One of my employees has been having performance issues since his first day of work. I have given him several chances over the past two years but have decided to terminate his employment. He is an at-will employee. Are there any precautions I need to take?

Answer:

There are several things you should keep in mind when terminating an employee to avoid exposure to future claims by the employee.

First, before you terminate the employee, stop and look at his personnel file. You mention that this individual is an at-will employee and has been having performance issues for the last two years. It is true that under California law, employment with no specified term may be terminated at any time by either the employer or the employee for cause or for no reason. Nevertheless, if you are terminating an employee for performance reasons, you want to be sure that you have the documentation to back it up. For example, if you are terminating an employee because he has attendance problems, there should be write-ups or performance evaluations reflecting that he has been notified of those problems and has been warned of the consequences for not correcting that conduct. If you are terminating an employee because he has not been performing his duties, there should be documentation specifying what duties he has not performed and advising him that he needs to improve in those areas. If there is no documentation of these performance issues, the employee may claim that he was terminated for an unlawful reason.

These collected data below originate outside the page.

//! Formatting functions for human-readable output.
//!
//! Progress goes to stdout next to the pipeline commands; errors and
//! warnings go to stderr.

use console::style;

use crate::cli::orchestration::GatherReport;
use crate::pipeline::PipelineCommand;
use crate::resolver::{ArtifactOutcome, ArtifactStatus};
use crate::warning::ResolveWarning;

/// Format and print an error message in red.
pub fn display_error(message: &str) {
    eprintln!("{} {}", style("ERROR:").red(), message);
}

/// Format and print a success message with green checkmark.
pub fn display_success(message: &str) {
    println!("{} {}", style("✓").green(), message);
}

/// Format and print a status message with yellow arrow.
pub fn display_status(message: &str) {
    println!("{} {}", style("→").yellow(), message);
}

pub fn display_warning(warning: &ResolveWarning) {
    eprintln!("{} {}", style("⚠ WARNING:").yellow(), warning);
}

/// Describe what happens to one artifact.
pub fn outcome_message(outcome: &ArtifactOutcome) -> String {
    let name = &outcome.artifact.package_name;
    match outcome.status {
        ArtifactStatus::NotYetPublished => format!(
            "The package does not yet exist. Copying {} to staging area.",
            name
        ),
        ArtifactStatus::NewerThanRegistry => format!(
            "Local version is newer than on the server. Copying package {} to staging area.",
            name
        ),
        ArtifactStatus::AlreadyPublished => "The version already exists. Skipping...".to_string(),
    }
}

pub fn display_outcome(outcome: &ArtifactOutcome) {
    println!(
        "\n{} '{}'...",
        style("Checking package:").bold(),
        outcome.artifact.file_name
    );
    if outcome.status.needs_publish() {
        display_success(&outcome_message(outcome));
    } else {
        display_status(&outcome_message(outcome));
    }
    for warning in &outcome.warnings {
        display_warning(warning);
    }
}

/// Print the per-artifact outcomes, warnings, and final summary of a run.
///
/// Warnings about an artifact follow its outcome; unparsable archive names
/// come first since they have no outcome.
///
/// Pipeline commands are printed verbatim unless `dry_run` is set, in which
/// case they are only described.
pub fn display_report(report: &GatherReport, dry_run: bool) {
    for warning in &report.resolution.warnings {
        display_warning(warning);
    }

    for outcome in &report.resolution.outcomes {
        display_outcome(outcome);
    }

    println!();

    if !report.packages_to_publish() {
        display_success("All packages are up-to-date.");
        return;
    }

    if let Some(branch) = &report.branch {
        let versions = &report.resolution.versions;
        display_status(&format!("Branch name: {}", branch.name));
        display_status(&format!("Current version: {}", versions.current));
        display_status(&format!("Latest version: {}", versions.latest));
        display_status(&format!("Previous version: {}", versions.previous));
    }

    if let Some(tag) = report.dist_tag {
        display_status(&format!("Setting dist tag {}", tag));
    }

    display_success("There are packages to publish.");
    display_commands(&report.commands, dry_run);
}

fn display_commands(commands: &[PipelineCommand], dry_run: bool) {
    for command in commands {
        if dry_run {
            display_status(&format!("Dry run, would emit: {}", command));
        } else {
            println!("{}", command);
        }
    }
}
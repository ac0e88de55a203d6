use std::fmt;

/// Non-fatal conditions found while resolving artifacts.
/// These are reported to the user but never stop the run.
#[derive(Debug, Clone, PartialEq, Eq)]
pub enum ResolveWarning {
    /// Archive name does not match `<name>-<version>.tgz`; the file is skipped
    MalformedArtifactName { file_name: String },
    /// The registry has no version for a dist-tag
    DistTagNotSet { package: String, tag: String },
}

impl fmt::Display for ResolveWarning {
    fn fmt(&self, f: &mut fmt::Formatter<'_>) -> fmt::Result {
        match self {
            ResolveWarning::MalformedArtifactName { file_name } => {
                write!(
                    f,
                    "Skipping '{}': file name does not match <name>-<version>.tgz",
                    file_name
                )
            }
            ResolveWarning::DistTagNotSet { package, tag } => {
                write!(f, "No version found for dist-tag '{}' of {}", tag, package)
            }
        }
    }
}
pub mod cli;
pub mod config;
pub mod domain;
pub mod error;
pub mod git;
pub mod pipeline;
pub mod registry;
pub mod resolver;
pub mod ui;
pub mod warning;

pub use error::{GatherError, Result};
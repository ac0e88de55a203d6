use git2::{ErrorCode, Repository, RepositoryOpenFlags};
use std::ffi::OsStr;
use std::path::Path;

use crate::error::Result;

/// Name of the branch checked out in the repository containing `path`.
///
/// Returns `None` for a detached or unborn HEAD, which is how pipeline
/// checkouts of a specific commit usually look.
pub fn current_branch(path: impl AsRef<Path>) -> Result<Option<String>> {
    branch_below(path.as_ref(), std::iter::empty::<&OsStr>())
}

/// Like [current_branch], but discovery never walks into `ceiling_dirs`.
fn branch_below<I, O>(path: &Path, ceiling_dirs: I) -> Result<Option<String>>
where
    I: IntoIterator<Item = O>,
    O: AsRef<OsStr>,
{
    let repo = Repository::open_ext(path, RepositoryOpenFlags::CROSS_FS, ceiling_dirs)?;

    let head = match repo.head() {
        Ok(head) => head,
        Err(e) if e.code() == ErrorCode::UnbornBranch => return Ok(None),
        Err(e) => return Err(e.into()),
    };

    if !head.is_branch() {
        return Ok(None);
    }

    Ok(head.shorthand().map(|name| name.to_string()))
}

#[cfg(test)]
mod tests {
    use super::*;
    use tempfile::TempDir;

    #[test]
    fn test_not_a_repository_is_error() {
        let tmp = TempDir::new().unwrap();
        let sources = tmp.path().join("sources");
        std::fs::create_dir(&sources).unwrap();

        // Stop discovery at the temp dir so an enclosing checkout is never found
        let err = branch_below(&sources, [tmp.path()]).unwrap_err();
        assert!(err.to_string().starts_with("Git operation failed"));
    }

    #[test]
    fn test_discovery_walks_up_to_repository_root() {
        let tmp = TempDir::new().unwrap();
        Repository::init(tmp.path()).unwrap();
        let nested = tmp.path().join("common/temp");
        std::fs::create_dir_all(&nested).unwrap();

        assert_eq!(branch_below(&nested, [tmp.path().parent().unwrap()]).unwrap(), None);
    }

    #[test]
    fn test_unborn_branch_is_none() {
        let tmp = TempDir::new().unwrap();
        Repository::init(tmp.path()).unwrap();
        assert_eq!(current_branch(tmp.path()).unwrap(), None);
    }

    #[test]
    fn test_branch_after_first_commit() {
        let tmp = TempDir::new().unwrap();
        let repo = Repository::init(tmp.path()).unwrap();

        let signature = git2::Signature::now("Release Bot", "release@example.com").unwrap();
        let tree_id = repo.index().unwrap().write_tree().unwrap();
        let tree = repo.find_tree(tree_id).unwrap();
        let commit = repo
            .commit(None, &signature, &signature, "initial", &tree, &[])
            .unwrap();
        let commit = repo.find_commit(commit).unwrap();
        repo.branch("release/1.x", &commit, false).unwrap();
        repo.set_head("refs/heads/release/1.x").unwrap();

        assert_eq!(
            current_branch(tmp.path()).unwrap(),
            Some("release/1.x".to_string())
        );

        repo.set_head_detached(commit.id()).unwrap();
        assert_eq!(current_branch(tmp.path()).unwrap(), None);
    }
}
//! Pipeline logging commands.
//!
//! The surrounding pipeline reads specially prefixed stdout lines to attach
//! build tags and output variables to the run.

use std::fmt;

use crate::domain::DistTag;

/// Build tag added whenever any package is staged
pub const PACKAGE_RELEASE_TAG: &str = "package-release";

/// Output variable telling later jobs that this run publishes
pub const RELEASE_VARIABLE: &str = "isRelease";

/// A single pipeline logging command
#[derive(Debug, Clone, PartialEq, Eq)]
pub enum PipelineCommand {
    AddBuildTag(String),
    SetOutputVariable { name: String, value: String },
}

impl PipelineCommand {
    /// `dist-tag <tag>` build tag
    pub fn dist_tag(tag: DistTag) -> Self {
        PipelineCommand::AddBuildTag(format!("dist-tag {}", tag))
    }

    pub fn package_release() -> Self {
        PipelineCommand::AddBuildTag(PACKAGE_RELEASE_TAG.to_string())
    }

    /// `isRelease=true` output variable
    pub fn mark_release() -> Self {
        PipelineCommand::SetOutputVariable {
            name: RELEASE_VARIABLE.to_string(),
            value: "true".to_string(),
        }
    }
}

impl fmt::Display for PipelineCommand {
    fn fmt(&self, f: &mut fmt::Formatter<'_>) -> fmt::Result {
        match self {
            PipelineCommand::AddBuildTag(tag) => write!(f, "##vso[build.addbuildtag]{}", tag),
            PipelineCommand::SetOutputVariable { name, value } => write!(
                f,
                "##vso[task.setvariable variable={};isSecret=false;isOutput=true;]{}",
                name, value
            ),
        }
    }
}

/// Commands for a run that stages packages, in emission order.
///
/// A decided dist-tag comes first with its own release marker, followed by
/// the package-release tag and the release marker again.
pub fn release_commands(dist_tag: Option<DistTag>) -> Vec<PipelineCommand> {
    let mut commands = Vec::new();
    if let Some(tag) = dist_tag {
        commands.push(PipelineCommand::dist_tag(tag));
        commands.push(PipelineCommand::mark_release());
    }
    commands.push(PipelineCommand::package_release());
    commands.push(PipelineCommand::mark_release());
    commands
}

You may ask yourself how an employee can make such a claim if he is an at-will employee. If an employee can prove that he was terminated for an unlawful reason, even though he was at-will, he may have a claim against an employer if it has five or more employees. Employers cannot, for example, terminate or take some other adverse employment action against employees based on their membership in a protected class. Under California law, the protected classes include race, color, national origin, ancestry, citizenship, disability, medical condition, age, religion, creed, pregnancy, sexual orientation, genetic characteristics, marital status, and veteran status. Employers also cannot retaliate against employees for engaging in actions such as complaining about harassment or discrimination in the workplace. For example, in the case of your employee, if he is the only male employee, or if he has complained that others in the workplace are making inappropriate remarks to him, he may claim that he was terminated for an unlawful reason. If you do not have the documentation to support yourself that he is a poorly performing employee, it could appear that he was terminated for a discriminatory or retaliatory reason.

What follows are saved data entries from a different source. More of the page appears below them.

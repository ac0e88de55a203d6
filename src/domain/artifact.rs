use regex::Regex;
use std::path::{Path, PathBuf};
use std::sync::OnceLock;

/// Archive file names look like `<name>-<version>.tgz`, where the version is
/// `X.Y.Z` with an optional pre-release suffix (`-dev.N`).
fn archive_pattern() -> &'static Regex {
    static PATTERN: OnceLock<Regex> = OnceLock::new();
    PATTERN.get_or_init(|| {
        Regex::new(r"^(?P<name>.+?)-(?P<version>\d+\.\d+\.\d+(?:-[0-9A-Za-z.-]+)?)\.tgz$")
            .expect("archive pattern is a valid regex")
    })
}

/// A locally built package archive
#[derive(Debug, Clone, PartialEq, Eq)]
pub struct PackageArtifact {
    pub path: PathBuf,
    pub file_name: String,
    /// Registry name, e.g. `@imodeljs/core`
    pub package_name: String,
    pub version: String,
}

impl PackageArtifact {
    /// Parse an archive path.
    ///
    /// Returns `None` when the file name does not match `<name>-<version>.tgz`.
    ///
    /// # Example
    /// ```
    /// # use gather_packages::domain::PackageArtifact;
    /// let artifact = PackageArtifact::from_path("out/imodeljs-core-2.14.3.tgz", "@").unwrap();
    /// assert_eq!(artifact.package_name, "@imodeljs/core");
    /// assert_eq!(artifact.version, "2.14.3");
    /// ```
    pub fn from_path(path: impl AsRef<Path>, scope_marker: &str) -> Option<Self> {
        let path = path.as_ref();
        let file_name = path.file_name()?.to_str()?;
        let captures = archive_pattern().captures(file_name)?;

        let stem = &captures["name"];
        let package_name = format!("{}{}", scope_marker, stem.replacen('-', "/", 1));

        Some(PackageArtifact {
            path: path.to_path_buf(),
            file_name: file_name.to_string(),
            package_name,
            version: captures["version"].to_string(),
        })
    }

    /// `<package>@<version>` as understood by the registry
    pub fn spec(&self) -> String {
        format!("{}@{}", self.package_name, self.version)
    }
}
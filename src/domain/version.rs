use crate::error::{GatherError, Result};
use std::fmt;
use std::str::FromStr;

/// Release version as published to the registry.
///
/// Either `MAJOR.MINOR.PATCH` or `MAJOR.MINOR.PATCH-dev.N`. A version without
/// a dev number is a stable release.
#[derive(Debug, Clone, Copy, PartialEq, Eq)]
pub struct SemVer {
    pub major: u64,
    pub minor: u64,
    pub patch: u64,
    pub dev_version: Option<u64>,
}

impl SemVer {
    /// Create a stable version
    pub fn new(major: u64, minor: u64, patch: u64) -> Self {
        SemVer {
            major,
            minor,
            patch,
            dev_version: None,
        }
    }

    /// Create a dev (release candidate) version
    pub fn dev(major: u64, minor: u64, patch: u64, dev: u64) -> Self {
        SemVer {
            dev_version: Some(dev),
            ..SemVer::new(major, minor, patch)
        }
    }

    /// Parse a registry version string (e.g., "2.14.3" or "3.0.0-dev.12")
    pub fn parse(version: &str) -> Result<Self> {
        let parsed = semver::Version::parse(version.trim()).map_err(|e| {
            GatherError::version(format!("Invalid version '{}': {}", version, e))
        })?;

        let dev_version = if parsed.pre.is_empty() {
            None
        } else {
            // Only the numeric segment after the label matters ("dev.3" -> 3)
            let number = parsed
                .pre
                .as_str()
                .split('.')
                .nth(1)
                .and_then(|n| n.parse::<u64>().ok())
                .ok_or_else(|| {
                    GatherError::version(format!(
                        "Invalid dev version in '{}': expected X.Y.Z-dev.N",
                        version
                    ))
                })?;
            Some(number)
        };

        Ok(SemVer {
            major: parsed.major,
            minor: parsed.minor,
            patch: parsed.patch,
            dev_version,
        })
    }

    pub fn is_dev(&self) -> bool {
        self.dev_version.is_some()
    }
}

impl FromStr for SemVer {
    type Err = GatherError;

    fn from_str(s: &str) -> Result<Self> {
        SemVer::parse(s)
    }
}

impl fmt::Display for SemVer {
    fn fmt(&self, f: &mut fmt::Formatter<'_>) -> fmt::Result {
        write!(f, "{}.{}.{}", self.major, self.minor, self.patch)?;
        if let Some(dev) = self.dev_version {
            write!(f, "-dev.{}", dev)?;
        }
        Ok(())
    }
}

Once you have decided to go forward with the termination, you must ensure that the employee is paid correctly. When an employer terminates an employee, it must pay the employee all wages earned and unpaid immediately at the time and on the day of termination. Unpaid wages include all accrued vacation. Therefore, the employee’s accrued vacation must be calculated and included in the final paycheck, or provided in a separate check at the time of termination. Furthermore, if the employee owes the employer money, the employer cannot withhold that amount from the final paycheck. An employer also cannot hold on to an employee’s final paycheck until the employee has returned tools, cell phones, laptops, keys, or any other item belonging to the employer. The California courts have noted that “because of the economic position of the average worker and, in particular, his dependence on wages for the necessities of life for himself and his family, it is essential to the public welfare that he receive his pay” promptly.

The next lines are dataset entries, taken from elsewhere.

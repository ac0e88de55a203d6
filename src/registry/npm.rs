use std::path::PathBuf;
use std::process::{Command, Stdio};

use tracing::{debug, warn};

use crate::registry::{Registry, VersionLookup};

/// Registry backed by the `npm view` command
pub struct NpmRegistry {
    program: String,
    working_dir: Option<PathBuf>,
}

impl NpmRegistry {
    /// Create a registry that invokes `program` (normally "npm")
    pub fn new(program: impl Into<String>) -> Self {
        NpmRegistry {
            program: program.into(),
            working_dir: None,
        }
    }

    /// Run queries from `dir` so project-level `.npmrc` settings apply
    pub fn with_working_dir(mut self, dir: impl Into<PathBuf>) -> Self {
        self.working_dir = Some(dir.into());
        self
    }

    /// Run `<program> view <args...>`, returning stdout on a zero exit code
    fn view(&self, args: &[&str]) -> Option<String> {
        let mut cmd = Command::new(&self.program);
        cmd.arg("view")
            .args(args)
            .stdin(Stdio::null())
            .stdout(Stdio::piped())
            .stderr(Stdio::piped());

        if let Some(dir) = &self.working_dir {
            cmd.current_dir(dir);
        }

        debug!(program = %self.program, ?args, "querying registry");

        let output = match cmd.output() {
            Ok(output) => output,
            Err(e) => {
                warn!(program = %self.program, error = %e, "failed to run registry query");
                return None;
            }
        };

        if !output.status.success() {
            debug!(
                code = output.status.code().unwrap_or(-1),
                stderr = %String::from_utf8_lossy(&output.stderr).trim(),
                "registry query failed"
            );
            return None;
        }

        Some(String::from_utf8_lossy(&output.stdout).into_owned())
    }
}

impl Default for NpmRegistry {
    fn default() -> Self {
        Self::new("npm")
    }
}

impl Registry for NpmRegistry {
    fn lookup_version(&self, package: &str, version: &str) -> VersionLookup {
        let spec = format!("{}@{}", package, version);
        match self.view(&[&spec, "version"]) {
            Some(stdout) => VersionLookup::from_output(&stdout),
            None => VersionLookup::Missing,
        }
    }

    fn dist_tag_version(&self, package: &str, tag: &str) -> Option<String> {
        let field = format!("dist-tags.{}", tag);
        let stdout = self.view(&[package, &field])?;
        let version = stdout.trim();
        (!version.is_empty()).then(|| version.to_string())
    }
}
use std::cmp::Ordering;
use std::fmt;

use crate::domain::branch::{BranchContext, BranchKind};
use crate::domain::version::SemVer;
use crate::error::Result;

/// Distribution tag applied to a release
#[derive(Debug, Clone, Copy, PartialEq, Eq)]
pub enum DistTag {
    Nightly,
    /// Release candidate for a future `latest`
    Rc,
    Latest,
    /// Newest release of an older major line
    Previous,
}

impl DistTag {
    pub fn name(&self) -> &'static str {
        match self {
            DistTag::Nightly => "nightly",
            DistTag::Rc => "rc",
            DistTag::Latest => "latest",
            DistTag::Previous => "previous",
        }
    }
}

impl fmt::Display for DistTag {
    fn fmt(&self, f: &mut fmt::Formatter<'_>) -> fmt::Result {
        f.write_str(self.name())
    }
}

/// Versions feeding the dist-tag decision.
///
/// `latest` and `previous` are the registry's dist-tagged versions; an empty
/// string means the tag is not set.
#[derive(Debug, Clone, Default, PartialEq, Eq)]
pub struct ReleaseVersions {
    pub current: String,
    pub latest: String,
    pub previous: String,
}

impl ReleaseVersions {
    pub fn new(
        current: impl Into<String>,
        latest: impl Into<String>,
        previous: impl Into<String>,
    ) -> Self {
        ReleaseVersions {
            current: current.into(),
            latest: latest.into(),
            previous: previous.into(),
        }
    }
}

/// Decide which dist-tag, if any, the release receives.
///
/// Only the main branch (`nightly`) and release branches can produce a tag.
/// Without a branch there is never a tag.
///
/// # Errors
/// Returns a version error when a version needed for the decision cannot be parsed.
pub fn determine_dist_tag(
    versions: &ReleaseVersions,
    branch: Option<&BranchContext>,
) -> Result<Option<DistTag>> {
    let Some(branch) = branch else {
        return Ok(None);
    };

    match branch.kind {
        BranchKind::Main => Ok(Some(DistTag::Nightly)),
        BranchKind::Release => release_branch_tag(versions),
        BranchKind::Other => Ok(None),
    }
}

fn release_branch_tag(versions: &ReleaseVersions) -> Result<Option<DistTag>> {
    let current = SemVer::parse(&versions.current)?;

    // First release of a new package
    if versions.latest.is_empty() {
        return Ok(Some(if current.is_dev() {
            DistTag::Rc
        } else {
            DistTag::Latest
        }));
    }

    let latest = SemVer::parse(&versions.latest)?;

    if versions.previous.is_empty() {
        // Nothing tagged `previous` yet: an older major line claims it
        return Ok((current.major < latest.major).then_some(DistTag::Previous));
    }

    let previous = SemVer::parse(&versions.previous)?;

    // Dev versions only ever ship as candidates for the next latest
    if current.is_dev() {
        return Ok(Some(DistTag::Rc));
    }

    let tag = match current.major.cmp(&latest.major) {
        Ordering::Greater => Some(DistTag::Latest),
        Ordering::Less => {
            let newer_old_line = current.major > previous.major
                || (current.major == previous.major && current.minor >= previous.minor);
            newer_old_line.then_some(DistTag::Previous)
        }
        Ordering::Equal => match current.minor.cmp(&latest.minor) {
            Ordering::Greater => Some(DistTag::Latest),
            Ordering::Less => None,
            Ordering::Equal => {
                // Promoting a release candidate counts as a new latest
                let promotes_rc = current.patch == latest.patch && latest.is_dev();
                (current.patch > latest.patch || promotes_rc).then_some(DistTag::Latest)
            }
        },
    };

    Ok(tag)
}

The consequences for failing to pay an employee on a timely basis at the time of termination can be steep. The employee may be entitled to waiting time penalties in the amount of his or her regular daily wages up to a maximum of thirty (30) days. To give you an idea of the dollar amount of waiting time penalties, if you pay an employee $10 per hour and do not pay him all of his final wages on a timely basis, for each day that you do not pay the employee, you incur waiting time penalties of $80 per day up to a maximum of $2,400.

Stepping back and looking at the reasons for terminating an employee before taking action can minimize the risk of liability. Once an employer makes the termination decision, it is important to ensure timely payment of all wages owed.